[Dataset excerpts]
★ ★ ★

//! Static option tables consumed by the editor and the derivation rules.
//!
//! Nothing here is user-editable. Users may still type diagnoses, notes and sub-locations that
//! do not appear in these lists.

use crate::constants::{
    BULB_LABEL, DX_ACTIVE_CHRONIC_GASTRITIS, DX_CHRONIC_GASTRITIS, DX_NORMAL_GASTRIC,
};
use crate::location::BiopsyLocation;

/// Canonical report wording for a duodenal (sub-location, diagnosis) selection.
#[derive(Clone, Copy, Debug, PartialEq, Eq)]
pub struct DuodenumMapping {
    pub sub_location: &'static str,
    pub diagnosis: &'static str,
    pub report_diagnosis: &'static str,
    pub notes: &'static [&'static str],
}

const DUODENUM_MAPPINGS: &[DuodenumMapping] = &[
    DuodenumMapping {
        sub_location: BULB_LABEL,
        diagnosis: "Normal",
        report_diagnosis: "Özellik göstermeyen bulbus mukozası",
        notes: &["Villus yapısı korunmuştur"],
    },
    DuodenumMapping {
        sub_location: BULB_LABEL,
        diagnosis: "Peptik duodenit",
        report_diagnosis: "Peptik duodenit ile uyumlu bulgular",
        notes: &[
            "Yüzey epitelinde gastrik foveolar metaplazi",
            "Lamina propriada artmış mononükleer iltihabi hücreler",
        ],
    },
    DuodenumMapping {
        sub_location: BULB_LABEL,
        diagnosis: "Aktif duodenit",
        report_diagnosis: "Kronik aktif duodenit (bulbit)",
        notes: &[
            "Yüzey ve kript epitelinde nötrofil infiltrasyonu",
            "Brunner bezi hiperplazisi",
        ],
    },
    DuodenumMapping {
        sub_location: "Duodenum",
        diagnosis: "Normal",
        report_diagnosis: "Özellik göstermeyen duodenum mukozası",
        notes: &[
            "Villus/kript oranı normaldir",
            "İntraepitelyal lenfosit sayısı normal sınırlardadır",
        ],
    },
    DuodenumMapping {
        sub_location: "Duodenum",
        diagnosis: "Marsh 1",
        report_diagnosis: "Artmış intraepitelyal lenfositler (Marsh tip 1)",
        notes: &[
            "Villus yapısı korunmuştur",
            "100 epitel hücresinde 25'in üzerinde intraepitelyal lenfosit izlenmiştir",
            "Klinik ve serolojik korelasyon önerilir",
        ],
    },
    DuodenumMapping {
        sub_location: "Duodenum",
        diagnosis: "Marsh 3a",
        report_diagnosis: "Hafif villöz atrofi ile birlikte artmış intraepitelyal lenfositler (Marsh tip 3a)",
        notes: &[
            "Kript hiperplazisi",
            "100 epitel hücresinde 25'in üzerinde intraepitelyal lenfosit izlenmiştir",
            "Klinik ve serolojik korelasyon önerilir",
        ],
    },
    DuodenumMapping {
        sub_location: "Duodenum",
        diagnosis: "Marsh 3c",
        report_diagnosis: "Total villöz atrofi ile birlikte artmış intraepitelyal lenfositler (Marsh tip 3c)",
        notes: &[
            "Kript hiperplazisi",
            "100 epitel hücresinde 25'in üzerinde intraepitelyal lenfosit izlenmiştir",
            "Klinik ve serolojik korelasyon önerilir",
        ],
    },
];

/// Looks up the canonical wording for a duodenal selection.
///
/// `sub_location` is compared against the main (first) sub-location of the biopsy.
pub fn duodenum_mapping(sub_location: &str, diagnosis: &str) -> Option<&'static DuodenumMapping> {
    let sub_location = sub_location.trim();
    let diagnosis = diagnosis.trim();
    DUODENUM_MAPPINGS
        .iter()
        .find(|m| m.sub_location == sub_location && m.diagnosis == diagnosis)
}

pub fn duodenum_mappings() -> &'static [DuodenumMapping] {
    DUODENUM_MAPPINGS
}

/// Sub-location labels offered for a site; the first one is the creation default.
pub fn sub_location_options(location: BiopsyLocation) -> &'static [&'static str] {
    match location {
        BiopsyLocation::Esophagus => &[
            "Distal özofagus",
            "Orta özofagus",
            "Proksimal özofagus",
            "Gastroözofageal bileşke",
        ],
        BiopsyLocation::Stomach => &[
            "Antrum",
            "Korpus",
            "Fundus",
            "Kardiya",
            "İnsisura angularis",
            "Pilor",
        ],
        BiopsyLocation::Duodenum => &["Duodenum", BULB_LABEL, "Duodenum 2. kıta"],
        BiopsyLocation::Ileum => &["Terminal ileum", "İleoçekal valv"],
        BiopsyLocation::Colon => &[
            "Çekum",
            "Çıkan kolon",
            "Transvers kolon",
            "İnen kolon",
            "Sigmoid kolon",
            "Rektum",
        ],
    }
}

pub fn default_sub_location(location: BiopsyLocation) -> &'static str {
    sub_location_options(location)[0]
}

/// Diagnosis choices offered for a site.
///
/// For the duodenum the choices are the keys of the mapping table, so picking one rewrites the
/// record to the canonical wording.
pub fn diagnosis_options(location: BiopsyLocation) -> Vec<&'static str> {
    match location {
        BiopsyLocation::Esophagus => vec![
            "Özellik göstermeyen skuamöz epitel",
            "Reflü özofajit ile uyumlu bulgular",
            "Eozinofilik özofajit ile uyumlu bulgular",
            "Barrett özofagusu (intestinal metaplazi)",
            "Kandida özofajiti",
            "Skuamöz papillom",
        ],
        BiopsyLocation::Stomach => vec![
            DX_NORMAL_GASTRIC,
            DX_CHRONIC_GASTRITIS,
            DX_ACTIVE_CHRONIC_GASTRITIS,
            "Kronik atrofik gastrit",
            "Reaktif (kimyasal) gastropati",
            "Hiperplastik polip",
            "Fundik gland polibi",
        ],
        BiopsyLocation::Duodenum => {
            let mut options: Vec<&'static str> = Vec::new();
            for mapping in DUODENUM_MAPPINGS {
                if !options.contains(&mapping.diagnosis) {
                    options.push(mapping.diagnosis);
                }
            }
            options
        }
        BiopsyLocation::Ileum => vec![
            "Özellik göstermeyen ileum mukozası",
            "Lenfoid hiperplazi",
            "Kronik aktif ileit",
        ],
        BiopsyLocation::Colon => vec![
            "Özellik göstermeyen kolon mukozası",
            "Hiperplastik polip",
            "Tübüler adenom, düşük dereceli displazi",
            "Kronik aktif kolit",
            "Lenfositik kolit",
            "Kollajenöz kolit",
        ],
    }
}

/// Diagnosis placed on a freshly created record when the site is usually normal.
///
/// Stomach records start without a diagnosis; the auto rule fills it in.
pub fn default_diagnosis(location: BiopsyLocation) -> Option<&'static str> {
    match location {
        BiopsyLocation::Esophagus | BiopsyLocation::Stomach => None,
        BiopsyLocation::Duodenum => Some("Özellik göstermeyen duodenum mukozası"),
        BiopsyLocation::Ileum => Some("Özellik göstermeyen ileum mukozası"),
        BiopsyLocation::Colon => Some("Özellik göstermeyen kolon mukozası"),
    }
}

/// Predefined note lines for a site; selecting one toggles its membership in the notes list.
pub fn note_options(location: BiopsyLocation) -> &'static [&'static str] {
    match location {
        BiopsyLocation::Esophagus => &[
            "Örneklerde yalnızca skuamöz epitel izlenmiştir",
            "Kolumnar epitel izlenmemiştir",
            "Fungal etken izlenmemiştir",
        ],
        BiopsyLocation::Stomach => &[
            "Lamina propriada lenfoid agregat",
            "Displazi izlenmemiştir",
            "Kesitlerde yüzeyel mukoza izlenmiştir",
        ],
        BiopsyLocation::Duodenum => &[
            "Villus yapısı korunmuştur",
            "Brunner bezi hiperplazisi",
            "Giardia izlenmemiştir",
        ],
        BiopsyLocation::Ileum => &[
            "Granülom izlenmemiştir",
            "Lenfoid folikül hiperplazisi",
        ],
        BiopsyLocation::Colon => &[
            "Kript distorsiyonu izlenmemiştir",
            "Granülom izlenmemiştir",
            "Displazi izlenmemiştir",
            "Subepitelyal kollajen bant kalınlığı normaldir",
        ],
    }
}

★ ★ ★

• EXERCISE GOAL:
Every line holding the word "normaldir" should be copied out of the records above.

• OUTPUT BELOW:
            "Villus/kript oranı normaldir",
            "Subepitelyal kollajen bant kalınlığı normaldir",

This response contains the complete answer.